DBA/2J mouse contains two renin gene loci (Ren1d and Ren2d). Ren2d but not Ren1d is expressed in submandibular gland (SMG) while both are expressed in the kidney. Based on vitro studies, we have postulated that a negative regulatory element (NRE) in the renin gene promoter is involved in its tissue-specific expression. In this study, we examined the molecular mechanism at the in vivo level using direct gene transfer. Fragments of the Ren1d or Ren2d promoter were fused to a chloramphenicol acetyltransferase (CAT) gene expression vector. These constructs complexed in fusogenic liposomes were injected directly into the mouse SMG or intraarterially into the mouse kidney via the renal artery. The vector containing the CAT exhibited readily detectable in vivo expressions in both SMG and kidney. In the SMG, Ren1d fragment containing the NRE abolished CAT expression while deletion of the NRE restored CAT expression. The homologous fragment from the Ren2d promoter did not inhibit CAT expression while deletion of the 150-bp insertion resulted in the inhibition. Cotransfection of Ren1d construct with Ren1d-NRE oligonucleotides as transcriptional factor decoy restored CAT expression.

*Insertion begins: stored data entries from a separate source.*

//! Peer registry: participant id -> last known position.
//!
//! Each client owns exactly one [`PeerRegistry`]. It is mutated only from the
//! tracker loop (relay inbound events and the sampler's self-update path),
//! so it needs no locking.
//!
//! # Invariants
//!
//! - A sample whose timestamp is older than or equal to the stored one for
//!   the same participant is rejected. The first sample for an id is always
//!   accepted.
//! - Every successful mutation is reported to the single subscribed
//!   [`RegistryObserver`] exactly once.
//! - Snapshots are ordered by participant id, so they are stable across
//!   calls with no intervening mutation.

use std::collections::BTreeMap;
use std::time::Duration;

use tracing::{debug, trace};
use wayfarer_types::{ParticipantId, PeerEntry, PositionSample};

/// A single logical change to the registry.
#[derive(Debug, Clone, PartialEq)]
pub enum RegistryChange {
    /// First sample for a participant.
    Added(PeerEntry),
    /// Newer sample for a known participant.
    Updated(PeerEntry),
    /// Participant removed.
    Removed(ParticipantId),
}

impl RegistryChange {
    /// The participant this change concerns.
    pub const fn participant_id(&self) -> &ParticipantId {
        match self {
            Self::Added(entry) | Self::Updated(entry) => &entry.participant_id,
            Self::Removed(id) => id,
        }
    }
}

/// The one consumer of registry changes (normally the map surface).
pub trait RegistryObserver: Send {
    /// Called once per successful mutation, after it has been applied.
    fn on_change(&mut self, change: &RegistryChange);
}

/// What `upsert` did with a sample.
#[derive(Debug, Clone, Copy, PartialEq, Eq)]
pub enum UpsertOutcome {
    /// New participant entry created.
    Inserted,
    /// Existing entry replaced by a newer sample.
    Updated,
    /// Sample was not newer than the stored one; registry unchanged.
    Stale,
    /// Sample failed validation; registry unchanged.
    Invalid,
}

impl UpsertOutcome {
    /// Whether the registry changed.
    pub const fn is_applied(self) -> bool {
        matches!(self, Self::Inserted | Self::Updated)
    }
}

/// The authoritative per-client mapping from participant to position.
pub struct PeerRegistry {
    self_id: ParticipantId,
    entries: BTreeMap<ParticipantId, PeerEntry>,
    observer: Option<Box<dyn RegistryObserver>>,
}

impl PeerRegistry {
    /// Create an empty registry for the given local participant.
    pub const fn new(self_id: ParticipantId) -> Self {
        Self {
            self_id,
            entries: BTreeMap::new(),
            observer: None,
        }
    }

    /// The local participant's id.
    pub const fn self_id(&self) -> &ParticipantId {
        &self.self_id
    }

    /// Install the change subscriber, replacing any previous one.
    ///
    /// Returns the previous subscriber, if there was one.
    pub fn subscribe(
        &mut self,
        observer: Box<dyn RegistryObserver>,
    ) -> Option<Box<dyn RegistryObserver>> {
        self.observer.replace(observer)
    }

    /// Insert or update the entry for `sample.participant_id`.
    ///
    /// Stale and invalid samples leave the registry untouched.
    pub fn upsert(&mut self, sample: PositionSample) -> UpsertOutcome {
        if !sample.is_valid() {
            debug!(participant = %sample.participant_id, "rejecting invalid sample");
            return UpsertOutcome::Invalid;
        }

        let stored = self
            .entries
            .get(&sample.participant_id)
            .map(|existing| existing.latest.timestamp);
        if let Some(stored) = stored.filter(|stored| *stored >= sample.timestamp) {
            trace!(
                participant = %sample.participant_id,
                stored,
                incoming = sample.timestamp,
                "rejecting stale sample"
            );
            return UpsertOutcome::Stale;
        }

        let id = sample.participant_id.clone();
        let entry = PeerEntry {
            is_self: id == self.self_id,
            participant_id: id.clone(),
            latest: sample,
        };
        let (outcome, change) = match self.entries.insert(id, entry.clone()) {
            None => (UpsertOutcome::Inserted, RegistryChange::Added(entry)),
            Some(_) => (UpsertOutcome::Updated, RegistryChange::Updated(entry)),
        };
        self.notify(&change);
        outcome
    }

    /// Apply a batch of samples; returns how many were applied.
    pub fn upsert_all(&mut self, samples: impl IntoIterator<Item = PositionSample>) -> usize {
        samples
            .into_iter()
            .map(|sample| self.upsert(sample))
            .filter(|outcome| outcome.is_applied())
            .count()
    }

    /// Remove a participant. Returns `false` if it was not present.
    pub fn remove(&mut self, id: &ParticipantId) -> bool {
        if self.entries.remove(id).is_none() {
            return false;
        }
        self.notify(&RegistryChange::Removed(id.clone()));
        true
    }

    /// Remove every non-self entry whose latest sample is older than
    /// `max_idle` relative to `now_ms`.
    ///
    /// Returns the ids that were removed.
    pub fn prune_idle(&mut self, now_ms: i64, max_idle: Duration) -> Vec<ParticipantId> {
        let max_idle_ms = i64::try_from(max_idle.as_millis()).unwrap_or(i64::MAX);
        let cutoff = now_ms.saturating_sub(max_idle_ms);
        let idle: Vec<ParticipantId> = self
            .entries
            .values()
            .filter(|entry| !entry.is_self && entry.latest.timestamp < cutoff)
            .map(|entry| entry.participant_id.clone())
            .collect();
        for id in &idle {
            self.remove(id);
        }
        idle
    }

    /// Copy of every entry, ordered by participant id.
    pub fn snapshot(&self) -> Vec<PeerEntry> {
        self.entries.values().cloned().collect()
    }

    /// Look up one entry.
    pub fn get(&self, id: &ParticipantId) -> Option<&PeerEntry> {
        self.entries.get(id)
    }

    /// The local participant's entry, once a fix has been recorded.
    pub fn self_entry(&self) -> Option<&PeerEntry> {
        self.entries.get(&self.self_id)
    }

    /// Number of entries, including self.
    pub fn len(&self) -> usize {
        self.entries.len()
    }

    /// Whether the registry holds no entries.
    pub fn is_empty(&self) -> bool {
        self.entries.is_empty()
    }

    fn notify(&mut self, change: &RegistryChange) {
        if let Some(observer) = self.observer.as_mut() {
            observer.on_change(change);
        }
    }
}

impl core::fmt::Debug for PeerRegistry {
    fn fmt(&self, f: &mut core::fmt::Formatter<'_>) -> core::fmt::Result {
        f.debug_struct("PeerRegistry")
            .field("self_id", &self.self_id)
            .field("entries", &self.entries.len())
            .field("observed", &self.observer.is_some())
            .finish()
    }
}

Contrary to the SMG, transfection with Ren1d fragment-CAT construct or Ren2d fragment-CAT construct into the kidney resulted in similar levels of CAT expression. Interestingly, human c-myc NRE oligonucleotides which share homology with Ren1d-NRE competed effectively with these oligonucleotides for the regulation of Ren1d gene expression in vivo. This NRE sequence is also homologous to silencer elements found in multiple mammalian genes, suggesting the presence of a family of NRE/NRE binding proteins regulating expression of diverse genes.